If General Motors does not receive federal bailout money, the company's CEO says he would be reluctant to file for a pre-packaged bankruptcy that would allow the company to downsize now and negotiate with lenders before declaring Chapter 11.
"You can't dismiss any options, but it is my view that that is a highly risky strategy," Rick Wagoner told NPR's Michele Norris.
"We really hope that the process we're going through now will result in confidence enough to provide some funding support that would enable us to do a lot of the good things — as far as restructuring the business that we've indicated in our plan that we would do, without the massive risk to the economy, the auto sector and the company itself that a bankruptcy filing, in our view, would bring," he said.

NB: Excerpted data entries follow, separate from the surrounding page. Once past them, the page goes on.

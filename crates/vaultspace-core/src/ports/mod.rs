//! Port definitions (hexagonal architecture interfaces)
//!
//! ## Ports Overview
//!
//! - [`IRemoteDrive`] - Cloud drive listing, change stream, ranges, uploads
//! - [`IMetadataStore`] - Persistent mirror of remote metadata and local intents

pub mod metadata_store;
pub mod remote_drive;

pub use metadata_store::{IMetadataStore, StagedUpload};
pub use remote_drive::{ChangeBatch, IRemoteDrive, UploadReceipt};
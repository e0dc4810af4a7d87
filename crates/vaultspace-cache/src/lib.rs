//! VaultSpace Cache - Local metadata persistence
//!
//! SQLite-based store for:
//! - The mirrored file/folder tree
//! - The change-stream cursor
//! - Local content staged for upload
//! - Open conflicts
//!
//! ## Architecture
//!
//! This crate implements the `IMetadataStore` port from `vaultspace-core`
//! using SQLite as the storage backend. It is a driven (secondary) adapter
//! in the hexagonal architecture.
//!
//! ## Key Components
//!
//! - [`DatabasePool`] - Connection pool with migration support
//! - [`SqliteMetadataStore`] - Full `IMetadataStore` implementation
//! - [`CacheError`] - Error types for database operations
//!
//! ## Usage
//!
//! ```no_run
//! use std::path::Path;
//! use vaultspace_cache::{DatabasePool, SqliteMetadataStore};
//!
//! # async fn example() -> anyhow::Result<()> {
//! let pool = DatabasePool::new(Path::new("/home/user/.local/share/vaultspace/vault.db")).await?;
//! let store = SqliteMetadataStore::new(pool.pool().clone());
//! // Use store as IMetadataStore...
//! # Ok(())
//! # }
//! ```

pub mod pool;
pub mod repository;

pub use pool::DatabasePool;
pub use repository::SqliteMetadataStore;

use vaultspace_core::StoreError;

/// Errors that can occur during database operations
#[derive(Debug, thiserror::Error)]
pub enum CacheError {
    /// Failed to establish a database connection
    #[error("Connection failed: {0}")]
    ConnectionFailed(String),

    /// A database query failed
    #[error("Query failed: {0}")]
    QueryFailed(String),

    /// Schema migration failed
    #[error("Migration failed: {0}")]
    MigrationFailed(String),

    /// Serialization or deserialization of domain types failed
    #[error("Serialization error: {0}")]
    SerializationError(String),
}

impl From<sqlx::Error> for CacheError {
    fn from(e: sqlx::Error) -> Self {
        CacheError::QueryFailed(e.to_string())
    }
}

impl From<CacheError> for StoreError {
    fn from(e: CacheError) -> Self {
        StoreError::Backend(anyhow::Error::new(e))
    }
}
//! Database connection pool management
//!
//! Wraps SQLx's SqlitePool with directory creation, WAL journaling,
//! schema migration on connect and an in-memory mode for tests.

use std::path::Path;
use std::time::Duration;

use sqlx::sqlite::{SqliteConnectOptions, SqliteJournalMode, SqlitePool, SqlitePoolOptions};

use crate::CacheError;

/// Manages a pool of SQLite connections for the metadata store
///
/// File-backed pools use WAL mode so listings keep reading while a sync
/// cycle writes, 5 connections and a 5-second busy timeout. In-memory
/// pools use a single connection, since SQLite memory databases are
/// per-connection.
pub struct DatabasePool {
    pool: SqlitePool,
}

impl DatabasePool {
    /// Opens (creating if needed) the database at `db_path` and migrates it
    ///
    /// # Errors
    ///
    /// Returns `CacheError::ConnectionFailed` if the connection cannot be established,
    /// or `CacheError::MigrationFailed` if schema migrations fail.
    pub async fn new(db_path: &Path) -> Result<Self, CacheError> {
        if let Some(parent) = db_path.parent() {
            std::fs::create_dir_all(parent).map_err(|e| {
                CacheError::ConnectionFailed(format!(
                    "Failed to create database directory {}: {}",
                    parent.display(),
                    e
                ))
            })?;
        }

        let options = SqliteConnectOptions::new()
            .filename(db_path)
            .create_if_missing(true)
            .journal_mode(SqliteJournalMode::Wal)
            .busy_timeout(Duration::from_secs(5));

        let pool = SqlitePoolOptions::new()
            .max_connections(5)
            .connect_with(options)
            .await
            .map_err(|e| {
                CacheError::ConnectionFailed(format!(
                    "Failed to connect to database at {}: {}",
                    db_path.display(),
                    e
                ))
            })?;

        Self::run_migrations(&pool).await?;

        tracing::info!(path = %db_path.display(), "Metadata database opened");

        Ok(Self { pool })
    }

    /// Creates an in-memory database pool for testing
    ///
    /// # Errors
    ///
    /// Returns `CacheError::ConnectionFailed` if the connection cannot be established,
    /// or `CacheError::MigrationFailed` if schema migrations fail.
    pub async fn in_memory() -> Result<Self, CacheError> {
        let pool = SqlitePoolOptions::new()
            .max_connections(1)
            .connect("sqlite::memory:")
            .await
            .map_err(|e| {
                CacheError::ConnectionFailed(format!("Failed to create in-memory database: {}", e))
            })?;

        Self::run_migrations(&pool).await?;

        tracing::debug!("In-memory metadata database initialized");

        Ok(Self { pool })
    }

    /// Returns a reference to the underlying SQLite connection pool
    pub fn pool(&self) -> &SqlitePool {
        &self.pool
    }

    /// Waits for in-flight queries and closes every connection
    pub async fn close(&self) {
        self.pool.close().await;
        tracing::debug!("Metadata database closed");
    }

    async fn run_migrations(pool: &SqlitePool) -> Result<(), CacheError> {
        let migration_sql = include_str!("migrations/20261016_initial.sql");
        sqlx::raw_sql(migration_sql)
            .execute(pool)
            .await
            .map_err(|e| {
                CacheError::MigrationFailed(format!("Failed to run initial migration: {}", e))
            })?;

        tracing::debug!("Database migrations completed");
        Ok(())
    }
}
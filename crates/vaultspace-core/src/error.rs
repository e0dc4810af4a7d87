//! Error taxonomy
//!
//! - [`RemoteError`] - failures reported across the remote drive boundary
//! - [`StoreError`] - failures of the metadata store port
//! - [`VaultError`] - what the engine surfaces to its callers
//!
//! Components that own a retry budget (sync coordinator, range fetcher)
//! classify with [`RemoteError::is_transient`]; everything above them only
//! propagates.

use std::time::Duration;

use thiserror::Error;

use crate::domain::{DomainError, NodeId};

/// Errors returned by an `IRemoteDrive` implementation
#[derive(Debug, Clone, Error, PartialEq, Eq)]
pub enum RemoteError {
    /// Credentials were rejected (HTTP 401/403)
    #[error("Unauthorized: {0}")]
    Unauthorized(String),

    /// The item does not exist remotely (HTTP 404)
    #[error("Not found: {0}")]
    NotFound(String),

    /// The provider throttled the request (HTTP 429)
    #[error("Rate limited (retry after {retry_after:?})")]
    RateLimited {
        /// Provider-supplied minimum wait, if any
        retry_after: Option<Duration>,
    },

    /// Network or server failure (timeouts, 5xx, resets)
    #[error("Transient I/O error: {0}")]
    TransientIo(String),

    /// The change cursor is no longer accepted (HTTP 410)
    #[error("Sync cursor expired")]
    CursorExpired,

    /// The provider answered with something that could not be parsed
    #[error("Invalid response: {0}")]
    InvalidResponse(String),
}

impl RemoteError {
    /// Whether the operation may succeed if simply retried
    #[must_use]
    pub fn is_transient(&self) -> bool {
        matches!(
            self,
            RemoteError::TransientIo(_)
                | RemoteError::RateLimited { .. }
                | RemoteError::InvalidResponse(_)
        )
    }

    /// Minimum wait mandated by the provider
    #[must_use]
    pub fn retry_hint(&self) -> Option<Duration> {
        match self {
            RemoteError::RateLimited { retry_after } => *retry_after,
            _ => None,
        }
    }
}

/// Errors returned by an `IMetadataStore` implementation
#[derive(Debug, Error)]
pub enum StoreError {
    /// The write would violate a tree or state invariant
    #[error("Validation failed: {0}")]
    Validation(#[from] DomainError),

    /// The node does not exist
    #[error("Node not found: {0}")]
    NotFound(NodeId),

    /// The storage backend failed
    #[error("Storage backend error: {0}")]
    Backend(#[from] anyhow::Error),
}

/// Errors surfaced by the engine to the UI and player
#[derive(Debug, Error)]
pub enum VaultError {
    /// Invariant violation; fatal to the offending call, never retried
    #[error("Validation error: {0}")]
    Validation(String),

    /// Network/remote failure that outlived the local retry budget
    #[error("Transient I/O error: {0}")]
    TransientIo(String),

    /// Remote credentials were rejected
    #[error("Unauthorized: {0}")]
    Unauthorized(String),

    /// Requested node does not exist
    #[error("Not found: {0}")]
    NotFound(String),

    /// Provider throttling outlived the local retry budget
    #[error("Rate limited (retry after {retry_after:?})")]
    RateLimited {
        /// Provider-supplied minimum wait, if any
        retry_after: Option<Duration>,
    },

    /// The node is in conflict and needs an explicit resolution
    #[error("Conflict on node {0}")]
    Conflict(NodeId),

    /// Local storage failed
    #[error("Storage error: {0}")]
    Storage(String),

    /// The caller cancelled the operation
    #[error("Operation cancelled")]
    Cancelled,
}

impl VaultError {
    /// Whether the caller may retry the same request later
    #[must_use]
    pub fn is_retryable(&self) -> bool {
        matches!(
            self,
            VaultError::TransientIo(_) | VaultError::RateLimited { .. }
        )
    }
}

impl From<RemoteError> for VaultError {
    fn from(err: RemoteError) -> Self {
        match err {
            RemoteError::Unauthorized(msg) => VaultError::Unauthorized(msg),
            RemoteError::NotFound(msg) => VaultError::NotFound(msg),
            RemoteError::RateLimited { retry_after } => VaultError::RateLimited { retry_after },
            RemoteError::TransientIo(msg) => VaultError::TransientIo(msg),
            RemoteError::CursorExpired => {
                VaultError::TransientIo("sync cursor expired".to_string())
            }
            RemoteError::InvalidResponse(msg) => VaultError::TransientIo(msg),
        }
    }
}

impl From<StoreError> for VaultError {
    fn from(err: StoreError) -> Self {
        match err {
            StoreError::Validation(e) => VaultError::Validation(e.to_string()),
            StoreError::NotFound(id) => VaultError::NotFound(id.to_string()),
            StoreError::Backend(e) => VaultError::Storage(format!("{e:#}")),
        }
    }
}

impl From<DomainError> for VaultError {
    fn from(err: DomainError) -> Self {
        VaultError::Validation(err.to_string())
    }
}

Wagoner, along with Detroit's other two big auto manufacturers, came to Washington, D.C., on Thursday to ask the Senate Banking Committee for $34 billion in bailout money to prop up the failing American auto industry. Wagoner told Norris that his company needs up to $4 billion by the end of this month.
During his testimony, Wagoner said that GM would pay back the loan in full by 2012 and highlighted the company's other cost-cutting measures, including his own reduced compensation. He told Norris that he had accepted a salary of $1 a year, with no cash bonus.
"I said that I would work for a dollar," he said. "Hopefully, if the company meets its turnaround objectives, I'll have the chance to get some additional compensation," he said.
When asked how General Motors found itself in this position — and what mistakes Wagoner personally made to contribute to the company's woes — he talked about the company's slow moves to develop more fuel efficient vehicles such as the electric car.
"The spike up and down in oil prices really got us focused that we need to stay on fuel economy as a day-to-day thing," he said. "It's just a critical requirement. Even if oil prices are lower, we have to stay on it as a long-term objective."